Devletin baskısı nedeniyle Dîlok’a göç etmek zorunda kalan koçerler, kültürlerini ve dillerini yaşatma mücadelesi veriyor
Devletin şiddet politikaları ve ekonomik zorluklar nedeniyle göçlerin yoğun olduğu Türkiye’de, yurttaşlar gittikleri yerlere kültürlerini de taşıyor. Kürt dili ve kültürü Türkiye’nin kuruluşundan bu yana baskı altında. Kürt toplumu bu baskı ve asimilasyon politikalarına direndiği gibi, dilini ve kültürünü de yaşatıyor. Kurdistan’ın en çok göç alan kentlerinden biri olan Dîlok (Antep), 1990’lı yıllarda köyleri yakılan yüzbinlerce yurttaşa ev sahipliği yapıyor. Kente yerleşenler ise, kendi bölgelerine has kültürü yaşatmaya çalışıyor. Özellikle Botan’ın köylerinden göçen aileler, dengbêj kültürünü sürdürmek amacıyla etkinlikler düzenliyor. Düztepe Mahallesi’ndeki bir evde bir araya gelen yurttaşlar, kilamların yanı sıra Kürtçe ve Türkçe türküleri de seslendiriyor.

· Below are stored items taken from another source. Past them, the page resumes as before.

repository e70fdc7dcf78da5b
use serde::{Deserialize, Serialize};

#[derive(Debug, Clone, Copy, Serialize, Deserialize, PartialEq, Eq, Hash)]
#[serde(rename_all = "snake_case")]
pub enum BookingStatus {
    Pending,
    Accepted,
    Rejected,
    Picking,
    #[serde(alias = "inTransit")]
    InTransit,
    Completed,
}

impl BookingStatus {
    pub fn as_str(&self) -> &'static str {
        match self {
            BookingStatus::Pending => "pending",
            BookingStatus::Accepted => "accepted",
            BookingStatus::Rejected => "rejected",
            BookingStatus::Picking => "picking",
            BookingStatus::InTransit => "in_transit",
            BookingStatus::Completed => "completed",
        }
    }
}

/// Which side of a booking a status update is reported for.
#[derive(Debug, Clone, PartialEq, Eq)]
pub enum BookingParty {
    Farmer(String),
    Buyer(String),
}

#[derive(Debug, Clone, Serialize, Deserialize, PartialEq)]
pub struct Booking {
    pub booking_id: String,
    #[serde(default, alias = "farmers_user_id")]
    pub farmer_user_id: Option<String>,
    #[serde(default, alias = "buyers_user_id")]
    pub buyer_user_id: Option<String>,
    pub status: BookingStatus,
    #[serde(default, skip_serializing_if = "Option::is_none")]
    pub address: Option<String>,
    #[serde(default, skip_serializing_if = "Option::is_none")]
    pub phone: Option<String>,
    #[serde(default, skip_serializing_if = "Option::is_none")]
    pub distance_km: Option<f64>,
    #[serde(default, skip_serializing_if = "Option::is_none")]
    pub total_price: Option<f64>,
}

impl Booking {
    pub fn is_completed(&self) -> bool {
        self.status == BookingStatus::Completed
    }

    /// Farmer side while collecting, buyer side while delivering. Falls back
    /// to whichever party the booking actually names.
    pub fn party_for(&self, delivering: bool) -> Option<BookingParty> {
        let farmer = self.farmer_user_id.clone().map(BookingParty::Farmer);
        let buyer = self.buyer_user_id.clone().map(BookingParty::Buyer);

        if delivering {
            buyer.or(farmer)
        } else {
            farmer.or(buyer)
        }
    }
}

#[cfg(test)]
mod tests {
    use super::{Booking, BookingParty, BookingStatus};
    use serde_json::json;

    #[test]
    fn parses_backend_booking_shape() {
        let booking: Booking = serde_json::from_value(json!({
            "booking_id": "bk-1",
            "farmers_user_id": "f-1",
            "buyers_user_id": "b-1",
            "status": "inTransit",
            "distance_km": 12.5
        }))
        .unwrap();

        assert_eq!(booking.status, BookingStatus::InTransit);
        assert_eq!(booking.farmer_user_id.as_deref(), Some("f-1"));
        assert_eq!(booking.distance_km, Some(12.5));
    }

    #[test]
    fn party_follows_delivery_leg() {
        let booking = Booking {
            booking_id: "bk-1".to_string(),
            farmer_user_id: Some("f-1".to_string()),
            buyer_user_id: Some("b-1".to_string()),
            status: BookingStatus::Accepted,
            address: None,
            phone: None,
            distance_km: None,
            total_price: None,
        };

        assert_eq!(
            booking.party_for(false),
            Some(BookingParty::Farmer("f-1".to_string()))
        );
        assert_eq!(
            booking.party_for(true),
            Some(BookingParty::Buyer("b-1".to_string()))
        );

        let farmer_only = Booking {
            buyer_user_id: None,
            ..booking
        };
        assert_eq!(
            farmer_only.party_for(true),
            Some(BookingParty::Farmer("f-1".to_string()))
        );
    }
}
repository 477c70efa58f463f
pub mod linear_predictor;
pub mod model_loader;
#[cfg(feature = "onnx")]
pub mod onnx_predictor;
pub mod predictor;
pub mod smartcore_predictor;

pub use linear_predictor::{LinearModelArtifact, LinearPredictor};
pub use model_loader::{ModelFormat, ModelLoader};
pub use predictor::RegressionModel;
pub use smartcore_predictor::SmartCorePredictor;
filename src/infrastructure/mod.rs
pub mod observability;
use std::fmt;
use thiserror::Error;

/// A single rejected field in a prediction request
#[derive(Debug, Clone, PartialEq, Error)]
pub enum ValidationError {
    #[error("{field} must be greater than or equal to {min} (got {value})")]
    BelowMinimum {
        field: &'static str,
        value: f64,
        min: f64,
    },

    #[error("{field} must be less than or equal to {max} (got {value})")]
    AboveMaximum {
        field: &'static str,
        value: f64,
        max: f64,
    },

    #[error("{field} must be a whole number (got {value})")]
    NotWholeNumber { field: &'static str, value: f64 },

    #[error("{field} must be a finite number")]
    NotFinite { field: &'static str },
}

impl ValidationError {
    pub fn field(&self) -> &'static str {
        match self {
            ValidationError::BelowMinimum { field, .. }
            | ValidationError::AboveMaximum { field, .. }
            | ValidationError::NotWholeNumber { field, .. }
            | ValidationError::NotFinite { field } => field,
        }
    }

    /// Machine-readable error kind, mirrors the `type` key of the 422 body
    pub fn kind(&self) -> &'static str {
        match self {
            ValidationError::BelowMinimum { .. } => "value_error.number.not_ge",
            ValidationError::AboveMaximum { .. } => "value_error.number.not_le",
            ValidationError::NotWholeNumber { .. } => "type_error.integer",
            ValidationError::NotFinite { .. } => "type_error.float",
        }
    }
}

/// Every violation found in one request, in field order
#[derive(Debug, Clone, PartialEq)]
pub struct ValidationErrors(Vec<ValidationError>);

impl ValidationErrors {
    pub fn new(errors: Vec<ValidationError>) -> Self {
        Self(errors)
    }

    pub fn errors(&self) -> &[ValidationError] {
        &self.0
    }

    pub fn is_empty(&self) -> bool {
        self.0.is_empty()
    }

    pub fn len(&self) -> usize {
        self.0.len()
    }

    pub fn has_field(&self, field: &str) -> bool {
        self.0.iter().any(|e| e.field() == field)
    }
}

impl fmt::Display for ValidationErrors {
    fn fmt(&self, f: &mut fmt::Formatter<'_>) -> fmt::Result {
        let messages: Vec<String> = self.0.iter().map(|e| e.to_string()).collect();
        write!(f, "{}", messages.join("; "))
    }
}

impl std::error::Error for ValidationErrors {}

/// Errors raised while loading the model artifact at startup
#[derive(Debug, Error)]
pub enum ModelLoadError {
    #[error("Model file not found at {path}")]
    NotFound { path: String },

    #[error("Failed to read model file {path}: {source}")]
    Io {
        path: String,
        #[source]
        source: std::io::Error,
    },

    #[error("Failed to deserialize model: {0}")]
    Deserialize(#[from] serde_json::Error),

    #[error("Model expects {actual} features, feature registry defines {expected}")]
    FeatureCount { expected: usize, actual: usize },

    #[error("Feature order mismatch at column {index}: expected '{expected}', artifact has '{actual}'")]
    FeatureOrder {
        index: usize,
        expected: String,
        actual: String,
    },

    #[error("Model artifact contains non-finite parameters")]
    NonFiniteParameters,

    #[error("Unsupported model format: {0}")]
    UnsupportedFormat(String),

    #[error("Model backend error: {0}")]
    Backend(String),
}

/// Errors raised by a single call into the model
#[derive(Debug, Clone, PartialEq, Error)]
pub enum PredictionError {
    #[error("expected {expected} features, got {actual}")]
    DimensionMismatch { expected: usize, actual: usize },

    #[error("model returned a non-finite value")]
    NonFiniteOutput,

    #[error("model returned no output")]
    EmptyOutput,

    #[error("prediction timed out after {timeout_ms}ms")]
    Timeout { timeout_ms: u64 },

    #[error("{0}")]
    Backend(String),
}

/// Everything that can go wrong on the request path
#[derive(Debug, Error)]
pub enum ServiceError {
    #[error("Validation failed: {0}")]
    Validation(#[from] ValidationErrors),

    #[error("Model not loaded")]
    ModelUnavailable { reason: String },

    #[error("{0}")]
    Prediction(#[from] PredictionError),
}

impl ServiceError {
    /// Outcome label used for metrics and logs
    pub fn outcome(&self) -> &'static str {
        match self {
            ServiceError::Validation(_) => "validation_error",
            ServiceError::ModelUnavailable { .. } => "model_unavailable",
            ServiceError::Prediction(_) => "prediction_error",
        }
    }
}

Kadınların kilamları büyülüyor
Dîlok’un hem Mezmaxor (Şahinbey) hem de Alaban (Şehitkamil) ilçelerinde yapılan müzik dinletilerine katılan yurttaşlar, sadece müzik değil aynı zamanda Kürt kültürüne ait çirokları (hikaye) da dinleme şansı elde ediyor. Bu gecelerde özellikle kadınlar Kürtçe kilamlar seslendiriyor. Mezopotamya Ajansı’ndan (MA) Ceylan Şahinli’nin haberine göre, 20 yıldan uzun süredir yaşadıkları Dîlok’ta, yörelerinin tınılarını hala muhafaza etmeyi başaran kadınlar, kilamlarıyla dinleyicileri büyülüyor.
‘Kimliğimizi kaybetmedik’
Sêrt’in (Siirt) Dihê (Eruh) ilçesinden 27 yıl önce devlet baskısı nedeniyle Dîlok’a göç etmek zorunda kaldıklarını belirten Mesude Üngür, “Devletin yaşattıkları sebebiyle yurdumuzu terk etmek zorunda kaldık. Özgürlük ve barıştan başka temennimiz olmadı. 27 yıldır buradayız, kimliğimizi kaybetmedik, dilimizi de unutmadık. Böylesi gecelerde bir araya geldikçe kültürümüze daha da bağlanıyoruz. Böyle etkinliklerin daha da artması gerektiğini düşünüyorum” diye belirtti.
Etkinliklerin artması lazım
Sêrt’in Berwarî (Pervari) ilçesine bağlı Serhel (Tuzcular) köyünden 25 yıl önce göçertilen Nezire Beçet, yaşadıkları onca baskıya karşı ne kültürlerini ne de dillerini unutmadıklarını vurguladı. Beçet, “Böyle gecelerin daha fazla düzenlenmesi gerektiğini düşünüyoruz. Bu etkinliklerin artması lazım. Çocuklarımızın, gençlerimizin bu etkinliklerde daha fazla bulunması gerekiyor” ifadelerini kullandı.
Botan yöresinden şarkılar
Serhel köyünden 30 yıl önce göçertilerek Mezmaxor’a yerleşen Hesade Beçet de, dengbêj gecelerinde Botan yöresinin şarkılarını dillendiren kadınlardan. Dil ve kültürlerini Dîlok’ta da yaşattıklarını anlatan Beçet, “Bu etkinliklere katılarak stranlarımızı seslendiriyoruz. Bu etkinliklerin daha fazla yapılması lazım” dedi.